- The Washington Times - Monday, June 5, 2000

The e-mail I received was as blunt as it was disturbing: "I have been trying to 'unsubscribe' from this e-mail list. They haven't taken me off. Now I will spam everyone who e-mails me with porno. Tell them to take me off this #&%@ list."

If you spend any amount of time on the Internet, or even if you only have an e-mail account, the chances are good that you have ended up on one or more mailing lists. These lists are merely circles of people with a common interest, whether it's knitting or the War of 1812. Lists can be "moderated," which means someone, or several people, examine messages before they are sent to the rest of the group, or they can be "unmoderated," which can lead to a free-for-all of messages.

At the end of the day, most e-mail lists (also know as "listservs," short for "list servers") exist to provide useful information to the people who subscribe to the list. It could be as simple as a discussion of the television drama "NYPD Blue" or as complex as comparing the philosophies of Kant and Voltaire.

The subjects can also be immensely practical, whether computing tips or cooking tips are involved. On more than one occasion, I've posted something to an e-mail list in the morning only to get an answer (and the correct one) within hours.

Yet in even the best of environments, things can go wrong. Very often, people will say things in e-mail that they wouldn't dream of uttering in person. Clicking the "send" button on an e-mail form is sometimes too easy. What to do?

If I've sent e-mail in haste either to one person or an entire mailing list my first step is to try and recall the errant message. That's possible with e-mails exchanged between accounts on America Online. If you send e-mail from an AOL account to another AOL subscriber, you can go into the service's "Sent Mail" folder and delete anything that hasn't been read by the recipient yet.

Other e-mail services may allow similar deletions, particularly those within a corporation or enterprise.

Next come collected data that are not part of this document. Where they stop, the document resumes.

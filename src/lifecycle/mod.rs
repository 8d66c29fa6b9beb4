//! Session lifecycle controller.
//!
//! Orchestrates session creation, joining, vote arrival, and the reveal
//! transition over the session store, the optional remote store, and the
//! summarizer. Every mutation applies locally first; the remote half of the
//! dual write is best-effort and reports through [`RemoteOutcome`] and the
//! notice board, never by blocking or rolling back the local effect.

use crate::aggregate::{self, MoodBreakdown};
use crate::config::Config;
use crate::error::{Error, LookupScope, Result};
use crate::notice::NoticeBoard;
use crate::remote::{HttpRemote, RemoteError, RemoteOutcome, RemoteStore, VoteSubscription};
use crate::session::{Mirror, Session, SessionStore, Vote};
use crate::summary::{
    GeminiSummarizer, MoodSummary, Summarizer, SummaryRequest, fallback_summary,
};
use crate::theme::{MoodOption, ThemeType};
use std::sync::Arc;
use std::time::Duration;

/// Connectivity report for the diagnostic surface. `None` fields mean the
/// check did not run or could not be determined.
#[derive(Debug, Clone, PartialEq, Eq)]
pub struct Diagnostics {
    pub remote_configured: bool,
    pub auth_ok: Option<bool>,
    pub schema_ok: Option<bool>,
    pub remote_sessions: Option<usize>,
    pub local_sessions: usize,
}

pub struct Controller {
    store: SessionStore,
    remote: Option<Arc<dyn RemoteStore>>,
    summarizer: Option<Arc<dyn Summarizer>>,
    notices: NoticeBoard,
    summarizer_timeout: Duration,
}

impl Controller {
    pub fn new(store: SessionStore) -> Self {
        Self {
            store,
            remote: None,
            summarizer: None,
            notices: NoticeBoard::new(),
            summarizer_timeout: Duration::from_secs(8),
        }
    }

    /// Wire up a controller from config: persisted mirror, HTTP remote when
    /// credentials are present, Gemini summarizer when a key is present.
    pub fn from_config(config: &Config) -> Self {
        let mirror = match Mirror::open(&config.mirror_db_path()) {
            Ok(mirror) => Some(mirror),
            Err(e) => {
                tracing::warn!("Failed to open history mirror: {e}");
                None
            }
        };

        let mut controller = Self::new(SessionStore::initialize(mirror))
            .with_summarizer_timeout(Duration::from_secs(config.summarizer_timeout_secs))
            .with_notice_ttl(Duration::from_secs(config.notice_ttl_secs));

        if let (Some(url), Some(key)) = (&config.remote_url, &config.remote_anon_key) {
            controller = controller.with_remote(Arc::new(HttpRemote::new(url, key)));
        } else {
            tracing::warn!(
                "Remote store not configured; running in offline mode, history is local only"
            );
        }

        if let Some(key) = &config.gemini_api_key {
            controller = controller.with_summarizer(Arc::new(GeminiSummarizer::new(key)));
        }

        controller
    }

    /// Load config from disk and environment, wire everything up, and run
    /// the startup synchronization.
    pub async fn bootstrap() -> crate::Result<Self> {
        let config = Config::load()?;
        let mut controller = Self::from_config(&config);
        controller.startup_sync().await;
        Ok(controller)
    }

    pub fn with_remote(mut self, remote: Arc<dyn RemoteStore>) -> Self {
        self.remote = Some(remote);
        self
    }

    pub fn with_summarizer(mut self, summarizer: Arc<dyn Summarizer>) -> Self {
        self.summarizer = Some(summarizer);
        self
    }

    pub fn with_summarizer_timeout(mut self, timeout: Duration) -> Self {
        self.summarizer_timeout = timeout;
        self
    }

    pub fn with_notice_ttl(mut self, ttl: Duration) -> Self {
        self.notices = NoticeBoard::with_ttl(ttl);
        self
    }

    /// Startup synchronization: anonymous handshake, then seed local history
    /// from the remote. Both halves are best-effort; local history is kept
    /// as fallback display data when the remote read fails or is empty.
    pub async fn startup_sync(&mut self) {
        let Some(remote) = self.remote.clone() else {
            return;
        };

        if let Err(e) = remote.sign_in_anonymously().await {
            tracing::warn!("Anonymous auth failed, continuing without it: {e}");
        }

        match remote.fetch_sessions().await {
            Ok(sessions) if sessions.is_empty() => {
                tracing::debug!("Remote history empty, keeping local history");
            }
            Ok(sessions) => {
                tracing::debug!("Loaded {} session(s) from remote", sessions.len());
                self.store.seed(sessions);
            }
            Err(e) if e.is_schema_missing() => {
                tracing::warn!("Remote tables not provisioned; run the setup SQL: {e}");
            }
            Err(e) => {
                tracing::warn!("Remote history fetch failed, using local history: {e}");
            }
        }
    }

    /// Create a session. The session always becomes part of local history;
    /// remote insert failure degrades to a transient notice.
    pub async fn create_session(
        &mut self,
        name: &str,
        theme: ThemeType,
        timer_minutes: u32,
        custom_options: Option<Vec<MoodOption>>,
    ) -> (Session, RemoteOutcome) {
        let mut session = Session::new(name, theme, timer_minutes);
        if let Some(options) = custom_options {
            session = session.with_custom_options(options);
        }

        let outcome = match &self.remote {
            None => RemoteOutcome::Skipped,
            Some(remote) => match remote.insert_session(&session).await {
                Ok(()) => RemoteOutcome::Synced,
                Err(e) => {
                    tracing::warn!("Remote session insert failed: {e}");
                    self.notices.push(if e.is_schema_missing() {
                        "Database not set up! Run the setup SQL. Session saved locally only."
                            .to_string()
                    } else {
                        format!("Cloud sync failed: {e}. Session saved locally only.")
                    });
                    RemoteOutcome::Failed(e)
                }
            },
        };

        self.store.upsert(session.clone());
        (session, outcome)
    }

    /// Look up a session by join code: remote first, local fallback. All
    /// remote failure shapes fall through to the local lookup before the
    /// attempt fails as not-found.
    pub async fn join_session(&mut self, id: &str) -> Result<Session> {
        if let Some(remote) = self.remote.clone() {
            match remote.fetch_session(id).await {
                Ok(Some(session)) => {
                    if !self.store.contains(id) {
                        self.store.upsert(session);
                    }
                    // The local record wins for a session we already hold.
                    if let Some(local) = self.store.get(id) {
                        return Ok(local.clone());
                    }
                }
                Ok(None) => {
                    tracing::debug!("Session {id} not in remote, checking local history");
                }
                Err(e) if e.is_schema_missing() => {
                    tracing::warn!("Join lookup failed, schema missing: {e}");
                    self.notices
                        .push("Database not set up. Run the setup SQL.".to_string());
                }
                Err(e) => {
                    tracing::warn!("Join lookup failed: {e}");
                    self.notices.push(format!("Database error: {e}"));
                }
            }
        }

        match self.store.get(id) {
            Some(session) => Ok(session.clone()),
            None => Err(Error::SessionNotFound {
                id: id.to_string(),
                scope: self.lookup_scope(),
            }),
        }
    }

    /// Record a participant's vote. Rejected when the session is past its
    /// voting window; otherwise reconciled locally and dual-written.
    pub async fn cast_vote(&mut self, session_id: &str, vote: Vote) -> Result<RemoteOutcome> {
        let session = self
            .store
            .get(session_id)
            .ok_or_else(|| Error::SessionNotFound {
                id: session_id.to_string(),
                scope: LookupScope::LocalOnly,
            })?;
        if !session.is_active() {
            return Err(Error::SessionClosed(session_id.to_string()));
        }

        self.store.apply_vote(session_id, vote.clone());

        let outcome = match &self.remote {
            None => RemoteOutcome::Skipped,
            Some(remote) => match remote.insert_vote(session_id, &vote).await {
                Ok(()) => RemoteOutcome::Synced,
                Err(e) => {
                    tracing::warn!("Vote saved locally but not synced: {e}");
                    RemoteOutcome::Failed(e)
                }
            },
        };
        Ok(outcome)
    }

    /// Entry point for votes arriving over the realtime channel. Runs the
    /// same reconciler as locally cast votes but never writes back to the
    /// remote the vote came from. Returns false for unknown sessions.
    pub fn apply_remote_vote(&mut self, session_id: &str, vote: Vote) -> bool {
        self.store.apply_vote(session_id, vote)
    }

    /// Reveal a session: synthesize the summary and transition to
    /// `Revealing`. Requires at least one vote. Summarizer failure or
    /// timeout substitutes the fixed fallback payload; once votes exist the
    /// reveal always succeeds.
    pub async fn trigger_reveal(&mut self, session_id: &str) -> Result<(Session, RemoteOutcome)> {
        let session = self
            .store
            .get(session_id)
            .ok_or_else(|| Error::SessionNotFound {
                id: session_id.to_string(),
                scope: LookupScope::LocalOnly,
            })?;
        if session.votes.is_empty() {
            return Err(Error::NoVotes);
        }

        let request = SummaryRequest::from_session(session);
        let summary = self.summarize(&request).await;

        let updated = self
            .store
            .apply_reveal(session_id, &summary)
            .ok_or_else(|| Error::SessionNotFound {
                id: session_id.to_string(),
                scope: LookupScope::LocalOnly,
            })?;

        let outcome = match &self.remote {
            None => RemoteOutcome::Skipped,
            Some(remote) => {
                let result = remote
                    .update_reveal(
                        session_id,
                        updated.status,
                        updated.ai_summary.as_deref(),
                        updated.ai_action.as_deref(),
                    )
                    .await;
                match result {
                    Ok(()) => RemoteOutcome::Synced,
                    Err(e) => {
                        tracing::warn!("Remote reveal update failed: {e}");
                        RemoteOutcome::Failed(e)
                    }
                }
            }
        };

        Ok((updated, outcome))
    }

    async fn summarize(&self, request: &SummaryRequest) -> MoodSummary {
        let Some(summarizer) = &self.summarizer else {
            tracing::debug!("No summarizer configured, using fallback summary");
            return fallback_summary();
        };

        match tokio::time::timeout(self.summarizer_timeout, summarizer.summarize(request)).await {
            Ok(Ok(summary)) => summary,
            Ok(Err(e)) => {
                tracing::warn!("Summarizer failed, using fallback: {e}");
                fallback_summary()
            }
            Err(_) => {
                tracing::warn!(
                    "Summarizer timed out after {:?}, using fallback",
                    self.summarizer_timeout
                );
                fallback_summary()
            }
        }
    }

    /// Erase all history locally and, best-effort, remotely. Irreversible.
    pub async fn clear_all(&mut self) -> RemoteOutcome {
        self.store.clear();

        match &self.remote {
            None => RemoteOutcome::Skipped,
            Some(remote) => match remote.delete_all_sessions().await {
                Ok(()) => RemoteOutcome::Synced,
                Err(e) => {
                    tracing::warn!("Remote history delete failed: {e}");
                    RemoteOutcome::Failed(e)
                }
            },
        }
    }

    /// Aggregate view of a session's votes.
    pub fn breakdown(&self, session_id: &str) -> Option<MoodBreakdown> {
        self.store.get(session_id).map(aggregate::aggregate)
    }

    /// Subscribe to remote vote insertions for a session. `Ok(None)` in
    /// offline mode; votes received should be fed to
    /// [`Controller::apply_remote_vote`].
    pub async fn watch_votes(&self, session_id: &str) -> Result<Option<VoteSubscription>> {
        match &self.remote {
            None => Ok(None),
            Some(remote) => Ok(Some(remote.subscribe_votes(session_id).await?)),
        }
    }

    /// Connectivity checks for the diagnostic surface.
    pub async fn diagnostics(&self) -> Diagnostics {
        let mut report = Diagnostics {
            remote_configured: self.remote.is_some(),
            auth_ok: None,
            schema_ok: None,
            remote_sessions: None,
            local_sessions: self.store.len(),
        };

        let Some(remote) = &self.remote else {
            return report;
        };

        report.auth_ok = Some(remote.sign_in_anonymously().await.is_ok());
        match remote.count_sessions().await {
            Ok(count) => {
                report.schema_ok = Some(true);
                report.remote_sessions = Some(count);
            }
            Err(RemoteError::SchemaMissing) => report.schema_ok = Some(false),
            Err(e) => tracing::warn!("Diagnostic count failed: {e}"),
        }

        report
    }

    /// Currently visible transient warnings; expired ones are pruned.
    pub fn notices(&mut self) -> Vec<String> {
        self.notices.active()
    }

    pub fn store(&self) -> &SessionStore {
        &self.store
    }

    /// Tear down, returning the final history snapshot.
    pub fn shutdown(self) -> Vec<Session> {
        self.store.shutdown()
    }

    fn lookup_scope(&self) -> LookupScope {
        if self.remote.is_some() {
            LookupScope::CloudAndLocal
        } else {
            LookupScope::LocalOnly
        }
    }
}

It is a good idea to talk with your system administrator to find out what does and doesn't apply in your organization.

Once a message has gone out, the best way to cover up a slight error, such as an incomplete message or something else you would rather not have sent, merely send along a follow-up message. "Mea culpa" has become a standard phrase I use when apologizing for such slights.

If it's a truly egregious error, a phone call is in order, if at all possible. You might want to ask Sally if she'd just delete your message without reading it, or if the message has already been read, offer a sincere apology.

But should you send along a threat such as the one my new e-mail correspondent offered? Should you offer to fill someone's mailbox with pornographic e-mail messages unless your demands are met?

Of course you should not do something that immature. At best, such conduct is bad manners; at worst it may well be considered illegal, since sending unsolicited pornography to people may be a violation of federal law, specifically the laws which prohibit the use of computers to transmit obscene material.

One of the easiest things to do in blocking spam is to merely note the e-mail address of the sender, and tell your e-mail client software to delete all messages from that person. Microsoft Outlook has such a feature; AOL users can also "block" e-mails from other people by going to the "mail control" section of the service and entering the desired addresses.

Morality in Media, a New York-based group advocating for better standards in the mass media, has a very helpful Web site (www.moralityinmedia.org) which offers steps on how to combat both "spam" e-mail and unsolicited e-mails containing pornography. The group suggests several steps, including contacting both your own Internet Service Provider (ISP) and the ISP of the offending party, as well as considering whether or not to ask the local U.S. Attorney to investigate and see whether laws are being violated by the sender.

In short, users are not defenseless in the face of e-mail threats, which is what I wrote back to the e-mail bully who threatened me. So far, no bad e-mail's have come in to my mailbox, and hopefully, none will.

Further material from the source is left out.